Article ID | Journal | Published Year | Pages | File Type |
---|---|---|---|---|
2537509 | European Journal of Pharmacology | 2006 | 10 Pages |
Previously, we demonstrated that human serotonin (5-HT) 5-HT7 receptors display marked constitutive activity. Here, we tested if the constitutive activation of adenylyl cyclase by 5-HT7 receptors influenced both the desensitization properties of transfected 5-HT7 receptors and the ability of endogenous Gs-coupled receptors to activate adenylyl cyclase.
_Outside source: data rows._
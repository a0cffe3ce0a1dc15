//! Session polling state machine
//!
//! Drives repeated list-and-process cycles against a remote session until
//! the job reports a terminal state. The machine is an explicit state enum
//! with a transition loop; every suspension (collaborator calls, the
//! adaptive wait) observes the cancellation token.
//!
//! Ordering guarantees: file processing is strictly sequential, and a
//! listing fetch never starts while a file is being processed.

use std::sync::{Arc, RwLock};
use std::time::{Duration, Instant};

use tokio_util::sync::CancellationToken;
use tracing::{debug, info, warn};
use vaultlink_common::time::delay;
use vaultlink_domain::{FileListEntry, JobState, Result, SessionFileList, VaultError};

use crate::ports::{FileListSource, FileProcessor, SessionSource};
use crate::session::tracker::ProcessedFiles;

/// Configuration for the session poller.
#[derive(Debug, Clone)]
pub struct PollerConfig {
    /// Upper bound of the adaptive wait between listing fetches.
    pub max_wait: Duration,
    /// Timeout for a single listing fetch.
    pub fetch_timeout: Duration,
    /// Timeout for processing a single file.
    pub process_timeout: Duration,
}

impl Default for PollerConfig {
    fn default() -> Self {
        Self {
            max_wait: Duration::from_millis(1000),
            fetch_timeout: Duration::from_secs(30),
            process_timeout: Duration::from_secs(300),
        }
    }
}

/// Read-only view of the poller's progress, shared with the observer facade.
#[derive(Debug, Clone, Default)]
pub struct SessionSnapshot {
    pub session_key: Option<String>,
    pub listing: Option<SessionFileList>,
    pub processed_count: usize,
}

/// Terminal summary returned when the poller reaches `Done`.
#[derive(Debug, Clone)]
pub struct SessionOutcome {
    pub session_key: String,
    pub processed_count: usize,
    pub final_state: JobState,
}

/// States of the polling machine.
#[derive(Debug)]
enum PollerState {
    CreatingSession,
    FetchingFileList,
    FindingReadyFile,
    ProcessingFile(FileListEntry),
    Waiting(Duration),
    Done,
}

/// The session polling orchestrator.
///
/// Owns one run: construct, optionally seed a session key, then `run()` to
/// completion. Each instance is independent; concurrent polls against
/// different sessions need separate instances.
pub struct SessionPoller {
    sessions: Arc<dyn SessionSource>,
    listings: Arc<dyn FileListSource>,
    processor: Arc<dyn FileProcessor>,
    config: PollerConfig,
    cancel: CancellationToken,
    snapshot: Arc<RwLock<SessionSnapshot>>,
    tracker: ProcessedFiles,
    session_key: Option<String>,
    listing: Option<SessionFileList>,
    last_fetch: Option<Instant>,
}

impl SessionPoller {
    pub fn new(
        sessions: Arc<dyn SessionSource>,
        listings: Arc<dyn FileListSource>,
        processor: Arc<dyn FileProcessor>,
        config: PollerConfig,
    ) -> Self {
        Self {
            sessions,
            listings,
            processor,
            config,
            cancel: CancellationToken::new(),
            snapshot: Arc::new(RwLock::new(SessionSnapshot::default())),
            tracker: ProcessedFiles::new(),
            session_key: None,
            listing: None,
            last_fetch: None,
        }
    }

    /// Resume against an existing session instead of creating one.
    #[must_use]
    pub fn with_session_key(mut self, key: impl Into<String>) -> Self {
        self.session_key = Some(key.into());
        self
    }

    /// Use an externally owned cancellation token.
    #[must_use]
    pub fn with_cancellation(mut self, cancel: CancellationToken) -> Self {
        self.cancel = cancel;
        self
    }

    /// Token that aborts this run when cancelled.
    pub fn cancellation_token(&self) -> CancellationToken {
        self.cancel.clone()
    }

    /// Handle to the shared progress snapshot.
    pub fn snapshot_handle(&self) -> Arc<RwLock<SessionSnapshot>> {
        Arc::clone(&self.snapshot)
    }

    /// Drive the machine to a terminal state.
    ///
    /// # Errors
    ///
    /// Fails when session creation or a listing fetch fails, or when the
    /// run is cancelled. Processing failures are logged and swallowed per
    /// the at-most-once-per-version contract.
    pub async fn run(mut self) -> Result<SessionOutcome> {
        let mut state = if self.session_key.is_some() {
            PollerState::FetchingFileList
        } else {
            PollerState::CreatingSession
        };

        loop {
            if self.cancel.is_cancelled() {
                return Err(VaultError::Cancelled("session polling aborted".to_string()));
            }

            state = match state {
                PollerState::CreatingSession => self.create_session().await?,
                PollerState::FetchingFileList => self.fetch_file_list().await?,
                PollerState::FindingReadyFile => self.find_ready_file(),
                PollerState::ProcessingFile(entry) => self.process_file(entry).await?,
                PollerState::Waiting(wait) => {
                    delay(wait, &self.cancel)
                        .await
                        .map_err(|_| VaultError::Cancelled("session polling aborted".to_string()))?;
                    PollerState::FetchingFileList
                }
                PollerState::Done => break,
            };
        }

        let final_state = self
            .listing
            .as_ref()
            .map(|listing| listing.status.state)
            .ok_or_else(|| VaultError::Internal("poller finished without a listing".to_string()))?;

        let session_key = self
            .session_key
            .clone()
            .ok_or_else(|| VaultError::Internal("poller finished without a session".to_string()))?;

        info!(
            session_key = %session_key,
            processed = self.tracker.len(),
            state = ?final_state,
            "session polling finished"
        );

        Ok(SessionOutcome { session_key, processed_count: self.tracker.len(), final_state })
    }

    async fn create_session(&mut self) -> Result<PollerState> {
        let session = tokio::select! {
            _ = self.cancel.cancelled() => {
                return Err(VaultError::Cancelled("session polling aborted".to_string()));
            }
            result = self.sessions.create_session() => result?,
        };

        debug!(session_key = %session.key, expiry = %session.expiry, "session created");
        self.session_key = Some(session.key.clone());
        self.update_snapshot(|snapshot| snapshot.session_key = Some(session.key.clone()));

        Ok(PollerState::FetchingFileList)
    }

    async fn fetch_file_list(&mut self) -> Result<PollerState> {
        let key = self
            .session_key
            .clone()
            .ok_or_else(|| VaultError::Internal("fetching without a session key".to_string()))?;

        let fetch = self.listings.fetch_file_list(&key);
        let listing = tokio::select! {
            _ = self.cancel.cancelled() => {
                return Err(VaultError::Cancelled("session polling aborted".to_string()));
            }
            result = tokio::time::timeout(self.config.fetch_timeout, fetch) => result
                .map_err(|_| VaultError::Transport("file list fetch timed out".to_string()))??,
        };

        debug!(
            session_key = %key,
            state = ?listing.status.state,
            files = listing.files.len(),
            "file listing fetched"
        );

        self.last_fetch = Some(Instant::now());
        self.update_snapshot(|snapshot| snapshot.listing = Some(listing.clone()));
        self.listing = Some(listing);

        Ok(PollerState::FindingReadyFile)
    }

    /// Pure decision step: next ready file, termination, or wait.
    fn find_ready_file(&self) -> PollerState {
        let Some(listing) = self.listing.as_ref() else {
            return PollerState::Waiting(self.adaptive_wait());
        };

        if let Some(entry) = self.tracker.find_ready(&listing.files) {
            return PollerState::ProcessingFile(entry.clone());
        }

        if listing.is_terminal() {
            return PollerState::Done;
        }

        PollerState::Waiting(self.adaptive_wait())
    }

    async fn process_file(&mut self, entry: FileListEntry) -> Result<PollerState> {
        let key = self
            .session_key
            .clone()
            .ok_or_else(|| VaultError::Internal("processing without a session key".to_string()))?;

        // Mark at selection time: this version gets at most one delivery,
        // even if processing fails below.
        self.tracker.mark_processed(&entry.name, entry.updated);

        let work = self.processor.process_file(&key, &entry.name);
        let result = tokio::select! {
            _ = self.cancel.cancelled() => {
                return Err(VaultError::Cancelled("session polling aborted".to_string()));
            }
            result = tokio::time::timeout(self.config.process_timeout, work) => result
                .unwrap_or_else(|_| {
                    Err(VaultError::Transport("file processing timed out".to_string()))
                }),
        };

        match result {
            Ok(()) => {
                debug!(file = %entry.name, updated = entry.updated, "file processed");
            }
            Err(err) => {
                warn!(
                    file = %entry.name,
                    updated = entry.updated,
                    error = %err,
                    "file processing failed; continuing"
                );
            }
        }

        let processed_count = self.tracker.len();
        self.update_snapshot(|snapshot| snapshot.processed_count = processed_count);

        Ok(PollerState::FindingReadyFile)
    }

    /// Adaptive wait: poll quickly right after activity, throttle to at
    /// most one fetch per `max_wait` once the listing goes quiet.
    fn adaptive_wait(&self) -> Duration {
        match self.last_fetch {
            Some(at) => at.elapsed().min(self.config.max_wait),
            None => Duration::ZERO,
        }
    }

    fn update_snapshot(&self, apply: impl FnOnce(&mut SessionSnapshot)) {
        let mut snapshot = self.snapshot.write().unwrap_or_else(|e| e.into_inner());
        apply(&mut snapshot);
    }
}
Using membranes from stably transfected HEK293 cells expressing the recombinant human 5-HT7 receptor splice variants (5-HT7(a), 5-HT7(b) and 5-HT7(d)), we compared the effects of 1-h or 24-h preincubation of the agonist 5-HT, partial inverse agonists mesulergine and SB269970, and full inverse agonists clozapine and methiothepin on subsequent activation of adenylyl cyclase by both 5-HT through transfected 5-HT7 receptors and the endogenous Gs-coupled β-adrenoceptors and prostaglandin receptors of HEK293 cells. The data show that stable expression of 5-HT7 receptors is sufficient to attenuate adenylyl cyclase activation by endogenous Gs-coupled receptors. Interestingly, preincubation with inverse agonists not only failed to result in the predicted resensitization of all receptor mediated adenylyl cyclase activation, but some inverse agonists further attenuated (desensitized) β-adrenoceptor and prostaglandin-stimulated adenylyl cyclase activation similar to long-term agonist exposure by 5-HT. These effects were not correlated with inverse agonist efficacy, were not accompanied by receptor down-regulation and appear to be mediated by a protein kinase A (PKA) independent mechanism. It is concluded that the human 5-HT7 receptor mediates heterologous desensitization of endogenous Gs-coupled receptors through an unknown and potentially novel mechanism.